Obwohl die Experten der Trinkwasserversorgung bei den Stadtwerken Pforzheim (SWP) die Trockenheit der vergangenen Monate spüren, stellt sich die Situation in ihrem Versorgungsgebiet glücklicherweise als entspannt dar. „Einmal mehr zeigt sich, dass unsere wasserwirtschaftliche Strategie, die wir bereits seit vielen Jahren verfolgen, erfolgreich ist“, sagt Wolfgang Rößler, Bereichsleiter Netze und Erzeugung bei den SWP.
Frühzeitig hatten die SWP die Wasserversorgung in Pforzheim auf mehrere Säulen verteilt, heißt es in einer Mitteilung.
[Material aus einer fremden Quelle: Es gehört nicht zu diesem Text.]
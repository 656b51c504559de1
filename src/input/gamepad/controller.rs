//! Gamepad controller - routes touch events to buttons and joysticks
//!
//! Owns a fixed set of controls allocated up front. Every event is offered to
//! the controls in a fixed priority order: buttons first, then joysticks, each
//! by ascending index. A press is taken by the first free control it hits and
//! by nothing else, so overlapping regions resolve toward the earlier control.
//!
//! The controller is single-threaded and never blocks; hosts that share it
//! across threads wrap it (see [`super::shared::SharedGamepad`]).

use tracing::{debug, trace};

use super::button::{ButtonState, VirtualButton};
use super::joystick::VirtualJoystick;
use crate::geometry::{Rect, TexCoords, Vector2};
use crate::input::touch::{ContactId, TouchEvent, TouchKind, MAX_TOUCH_CONTACTS};
use crate::render::{SpriteRenderer, Tint};

/// Virtual gamepad: buttons and joysticks driven by touch
#[derive(Debug, Clone)]
pub struct GamepadController {
    buttons: Vec<VirtualButton>,
    joysticks: Vec<VirtualJoystick>,
    contact_limit: u32,
}

impl GamepadController {
    /// Allocate `button_count` buttons and `joystick_count` joysticks.
    ///
    /// Every control must be configured before the first dispatch or render.
    pub fn new(button_count: usize, joystick_count: usize) -> Self {
        debug!("Allocating gamepad with {} buttons, {} joysticks", button_count, joystick_count);
        Self {
            buttons: (0..button_count).map(VirtualButton::new).collect(),
            joysticks: (0..joystick_count).map(VirtualJoystick::new).collect(),
            contact_limit: MAX_TOUCH_CONTACTS,
        }
    }

    /// Override how many concurrent contacts are tracked (ids `0..limit`)
    ///
    /// # Panics
    /// If `limit` is zero.
    pub fn with_contact_limit(mut self, limit: u32) -> Self {
        assert!(limit > 0, "contact limit must be at least 1");
        self.contact_limit = limit;
        self
    }

    pub fn contact_limit(&self) -> u32 {
        self.contact_limit
    }

    pub fn button_count(&self) -> usize {
        self.buttons.len()
    }

    pub fn joystick_count(&self) -> usize {
        self.joysticks.len()
    }

    pub fn buttons(&self) -> &[VirtualButton] {
        &self.buttons
    }

    pub fn joysticks(&self) -> &[VirtualJoystick] {
        &self.joysticks
    }

    /// Set a button's hit region and artwork.
    ///
    /// # Panics
    /// If `index` is out of range.
    pub fn configure_button(
        &mut self,
        index: usize,
        region: Rect,
        default_image: Option<TexCoords>,
        focus_image: Option<TexCoords>,
    ) {
        let count = self.buttons.len();
        let button = self
            .buttons
            .get_mut(index)
            .unwrap_or_else(|| panic!("button index {} out of range (have {})", index, count));
        button.configure(region, default_image, focus_image);
        debug!("Configured button {} at {:?}", index, region);
    }

    /// Set a joystick's regions, artwork and travel radius.
    ///
    /// # Panics
    /// If `index` is out of range or `radius` is not positive.
    pub fn configure_joystick(
        &mut self,
        index: usize,
        region_inner: Rect,
        inner_image: Option<TexCoords>,
        region_outer: Rect,
        outer_image: Option<TexCoords>,
        radius: f32,
    ) {
        let count = self.joysticks.len();
        let joystick = self
            .joysticks
            .get_mut(index)
            .unwrap_or_else(|| panic!("joystick index {} out of range (have {})", index, count));
        joystick.configure(region_inner, inner_image, region_outer, outer_image, radius);
        debug!("Configured joystick {} at {:?} (radius {})", index, region_inner, radius);
    }

    /// Feed one raw touch event.
    ///
    /// Events whose contact id is at or above the contact limit, or that hit
    /// nothing, are dropped without a trace.
    ///
    /// # Panics
    /// If any control has not been configured yet.
    pub fn dispatch(&mut self, x: i32, y: i32, kind: TouchKind, contact: u32) {
        if contact >= self.contact_limit {
            return;
        }
        let contact = ContactId(contact);
        self.assert_configured();

        let (fx, fy) = (x as f32, y as f32);

        match kind {
            TouchKind::Press => {
                // `any` stops at the first control that takes the press
                let taken = self.buttons.iter_mut().any(|b| b.on_press(fx, fy, contact));
                if !taken {
                    self.joysticks.iter_mut().any(|j| j.on_press(fx, fy, contact));
                }
            }
            TouchKind::Move => {
                for joystick in &mut self.joysticks {
                    joystick.on_move(fx, fy, contact);
                }
            }
            TouchKind::Release => {
                for button in &mut self.buttons {
                    button.on_release(contact);
                }
                for joystick in &mut self.joysticks {
                    joystick.on_release(contact);
                }
            }
        }
    }

    pub fn dispatch_event(&mut self, event: &TouchEvent) {
        self.dispatch(event.x, event.y, event.kind, event.contact.index());
    }

    /// Synthesize a release for each contact, as if the host had sent it
    pub fn release_contacts(&mut self, contacts: impl IntoIterator<Item = ContactId>) {
        for contact in contacts {
            self.dispatch(0, 0, TouchKind::Release, contact.index());
        }
    }

    /// Drop every button back to released. Joysticks are left alone.
    pub fn release_all_buttons(&mut self) {
        for button in &mut self.buttons {
            if button.owner().is_some() {
                trace!("Force-releasing button {}", button.index());
            }
            button.force_release();
        }
    }

    pub fn button_state(&self, index: usize) -> ButtonState {
        self.button(index).state()
    }

    pub fn button_owner(&self, index: usize) -> Option<ContactId> {
        self.button(index).owner()
    }

    pub fn joystick_direction(&self, index: usize) -> Vector2 {
        self.joystick(index).direction()
    }

    pub fn joystick_displacement(&self, index: usize) -> Vector2 {
        self.joystick(index).displacement()
    }

    pub fn is_joystick_active(&self, index: usize) -> bool {
        self.joystick(index).is_active()
    }

    pub fn joystick_owner(&self, index: usize) -> Option<ContactId> {
        self.joystick(index).owner()
    }

    /// Whether `contact` currently owns any button or joystick
    pub fn holds_contact(&self, contact: ContactId) -> bool {
        self.buttons.iter().any(|b| b.owner() == Some(contact))
            || self.joysticks.iter().any(|j| j.owner() == Some(contact))
    }

    /// Issue one sprite batch for the whole pad.
    ///
    /// Buttons draw their focus image while pressed (when they have one),
    /// their default image otherwise. Joysticks draw the ring, then the knob
    /// offset by the current displacement.
    ///
    /// # Panics
    /// If any control has not been configured yet.
    pub fn render<R: SpriteRenderer + ?Sized>(&self, renderer: &mut R, tint: Tint) {
        self.assert_configured();

        renderer.begin_batch();

        for button in &self.buttons {
            if let Some(uvs) = button.current_image() {
                renderer.draw_sprite(button.region(), uvs, tint);
            }
        }

        for joystick in &self.joysticks {
            if let Some((dest, uvs)) = joystick.outer_sprite() {
                renderer.draw_sprite(dest, uvs, tint);
            }
            if let Some((dest, uvs)) = joystick.inner_sprite() {
                renderer.draw_sprite(dest, uvs, tint);
            }
        }

        renderer.end_batch();
    }

    fn button(&self, index: usize) -> &VirtualButton {
        self.buttons
            .get(index)
            .unwrap_or_else(|| panic!("button index {} out of range (have {})", index, self.buttons.len()))
    }

    fn joystick(&self, index: usize) -> &VirtualJoystick {
        self.joysticks
            .get(index)
            .unwrap_or_else(|| panic!("joystick index {} out of range (have {})", index, self.joysticks.len()))
    }

    fn assert_configured(&self) {
        if let Some(b) = self.buttons.iter().find(|b| !b.is_configured()) {
            panic!("button {} used before configure", b.index());
        }
        if let Some(j) = self.joysticks.iter().find(|j| !j.is_configured()) {
            panic!("joystick {} used before configure", j.index());
        }
    }
}
//! Touch event types fed into the gamepad
//!
//! A contact is one finger (or pointer) tracked from press to release under a
//! small integer id. Hosts forward every raw event; the gamepad decides which
//! ones matter.

use serde::{Deserialize, Serialize};
use std::fmt;
use std::str::FromStr;

/// Maximum number of concurrently tracked contacts.
///
/// Events carrying an id at or above this limit are dropped by the controller.
pub const MAX_TOUCH_CONTACTS: u32 = 10;

/// Phase of a touch event
#[derive(Debug, Clone, Copy, PartialEq, Eq, Hash, Serialize, Deserialize)]
#[serde(rename_all = "lowercase")]
pub enum TouchKind {
    Press,
    Move,
    Release,
}

impl FromStr for TouchKind {
    type Err = String;

    fn from_str(s: &str) -> Result<Self, Self::Err> {
        match s.trim().to_ascii_lowercase().as_str() {
            "press" | "down" => Ok(TouchKind::Press),
            "move" => Ok(TouchKind::Move),
            "release" | "up" => Ok(TouchKind::Release),
            other => Err(format!("unknown touch kind: {}", other)),
        }
    }
}

impl fmt::Display for TouchKind {
    fn fmt(&self, f: &mut fmt::Formatter<'_>) -> fmt::Result {
        let name = match self {
            TouchKind::Press => "press",
            TouchKind::Move => "move",
            TouchKind::Release => "release",
        };
        f.write_str(name)
    }
}

/// Identifier of a tracked touch contact
#[derive(Debug, Clone, Copy, PartialEq, Eq, PartialOrd, Ord, Hash, Serialize, Deserialize)]
#[serde(transparent)]
pub struct ContactId(pub u32);

impl ContactId {
    pub fn index(self) -> u32 {
        self.0
    }
}

impl From<u32> for ContactId {
    fn from(id: u32) -> Self {
        ContactId(id)
    }
}

impl fmt::Display for ContactId {
    fn fmt(&self, f: &mut fmt::Formatter<'_>) -> fmt::Result {
        write!(f, "#{}", self.0)
    }
}

/// One raw touch event in screen coordinates
#[derive(Debug, Clone, Copy, PartialEq, Eq, Serialize, Deserialize)]
pub struct TouchEvent {
    pub x: i32,
    pub y: i32,
    pub kind: TouchKind,
    pub contact: ContactId,
}

impl TouchEvent {
    pub fn new(x: i32, y: i32, kind: TouchKind, contact: u32) -> Self {
        Self { x, y, kind, contact: ContactId(contact) }
    }

    pub fn press(x: i32, y: i32, contact: u32) -> Self {
        Self::new(x, y, TouchKind::Press, contact)
    }

    pub fn moved(x: i32, y: i32, contact: u32) -> Self {
        Self::new(x, y, TouchKind::Move, contact)
    }

    /// Controls ignore the position of a release
    pub fn release(x: i32, y: i32, contact: u32) -> Self {
        Self::new(x, y, TouchKind::Release, contact)
    }
}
Neben Quellen im Grösseltal und den Brunnen in den Enzauen sowie im Nagoldtal beziehen die SWP zusätzlich Bodenseewasser. Die hochmoderne Ultrafiltrationsanlage im SWP-eigenen Wasserwerk Friedrichsberg garantiere beste Trinkwasserqualität. Diese Kombination aus unterschiedlichen Bezugsquellen und einer optimalen Aufbereitung des Trinkwassers mache die Wasserversorgung in Pforzheim zuverlässig und krisensicher. Dennoch arbeiten die Wasserexperten der SWP bereits heute an weiteren Verbesserungen, hieß es.
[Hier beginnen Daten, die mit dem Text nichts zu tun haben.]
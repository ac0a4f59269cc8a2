/// Events emitted by a lifecycle cell during state transitions.
///
/// These events are passed to the observer set via
/// [`SingletonCell::set_observer`](crate::SingletonCell::set_observer). The
/// `Clone` derive allows observers to store or forward events if needed.
///
/// [`Construct`](LifecycleEvent::Construct) is the instrumentation point for
/// lazy construction: it fires if and only if the slow, lock-acquiring path
/// ran the default-construction hook. It never fires on the fast path of a
/// get and never for an explicit default push.
#[derive(Debug, Clone)]
pub enum LifecycleEvent {
    /// The slow path of a lazy get ran the default-construction hook.
    Construct {
        /// The type whose base instance was constructed
        type_name: &'static str,
    },

    /// A base instance was explicitly assigned.
    Set {
        /// The type whose base slot was filled
        type_name: &'static str,
    },

    /// The base slot was explicitly cleared.
    Clear {
        /// The type whose base slot was emptied
        type_name: &'static str,
    },

    /// An override was layered above the base slot.
    Push {
        /// The type whose stack grew
        type_name: &'static str,
        /// Stack depth after the push
        depth: usize,
    },

    /// The top override was removed.
    Pop {
        /// The type whose stack shrank
        type_name: &'static str,
        /// Stack depth after the pop
        depth: usize,
    },
}

impl std::fmt::Display for LifecycleEvent {
    fn fmt(&self, f: &mut std::fmt::Formatter<'_>) -> std::fmt::Result {
        match self {
            LifecycleEvent::Construct { type_name } => {
                write!(f, "construct {{ type_name: {} }}", type_name)
            }
            LifecycleEvent::Set { type_name } => {
                write!(f, "set {{ type_name: {} }}", type_name)
            }
            LifecycleEvent::Clear { type_name } => {
                write!(f, "clear {{ type_name: {} }}", type_name)
            }
            LifecycleEvent::Push { type_name, depth } => {
                write!(f, "push {{ type_name: {}, depth: {} }}", type_name, depth)
            }
            LifecycleEvent::Pop { type_name, depth } => {
                write!(f, "pop {{ type_name: {}, depth: {} }}", type_name, depth)
            }
        }
    }
}
//! Observer and tracing example for singleton-lifecycle.
//!
//! Demonstrates the two observability layers:
//! - the per-type **observer callback**, which receives a `LifecycleEvent`
//!   on every state transition (the `construct` event marks the exact lazy
//!   construction boundary: slow path only, never the fast path)
//! - the `tracing` debug logs the crate emits on every transition, rendered
//!   here with a `tracing-subscriber` fmt layer
//!
//! Run with: `RUST_LOG=debug cargo run --example observer_tracing`

use singleton_lifecycle::{impl_singleton, LifecycleEvent, Singleton};
use tracing_subscriber::EnvFilter;

#[derive(Default)]
struct Telemetry {
    sink: &'static str,
}

impl_singleton!(Telemetry, || Telemetry { sink: "stdout" });

fn main() {
    tracing_subscriber::fmt()
        .with_env_filter(
            EnvFilter::try_from_default_env().unwrap_or_else(|_| EnvFilter::new("debug")),
        )
        .init();

    println!("=== singleton-lifecycle: Observer & Tracing ===\n");

    // -------------------------------------------------------------------------
    // 1. Attach an observer
    // -------------------------------------------------------------------------
    println!("1. Attaching an observer...");

    Telemetry::set_lifecycle_observer(|event: &LifecycleEvent| {
        println!("   [observer] {}", event);
    });

    // -------------------------------------------------------------------------
    // 2. First get fires the construct event (slow path)
    // -------------------------------------------------------------------------
    println!("\n2. First get_singleton()...");

    let telemetry = Telemetry::get_singleton();
    println!("   sink = {}", telemetry.sink);

    // -------------------------------------------------------------------------
    // 3. Second get is silent (fast path)
    // -------------------------------------------------------------------------
    println!("\n3. Second get_singleton() (no observer output expected)...");

    let _ = Telemetry::get_singleton();

    // -------------------------------------------------------------------------
    // 4. Every explicit transition is observed
    // -------------------------------------------------------------------------
    println!("\n4. Push, pop, clear...");

    Telemetry::push_singleton(Telemetry { sink: "memory" });
    Telemetry::pop_singleton().unwrap();
    Telemetry::clear_singleton().unwrap();

    // -------------------------------------------------------------------------
    // 5. Detach the observer
    // -------------------------------------------------------------------------
    println!("\n5. Detaching (transitions go quiet)...");

    Telemetry::clear_lifecycle_observer();
    Telemetry::push_default_singleton();
    Telemetry::pop_singleton().unwrap();

    println!("\n=== Example Complete ===");
}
„Wir haben uns zum Ziel gesetzt, den Anteil unseres Eigenwassers, also das Trinkwasser aus unseren Quellen im Grösseltal und den Brunnen in den Enzauen sowie im Nagoldtal, in den kommenden fünf Jahren auf 70 Prozent auszubauen“, erläutert Ulrich Waibel, der bei den SWP für die Wasserstrategie zuständig ist. Aktuell liege der Eigenwasser-Anteil bei 54 Prozent.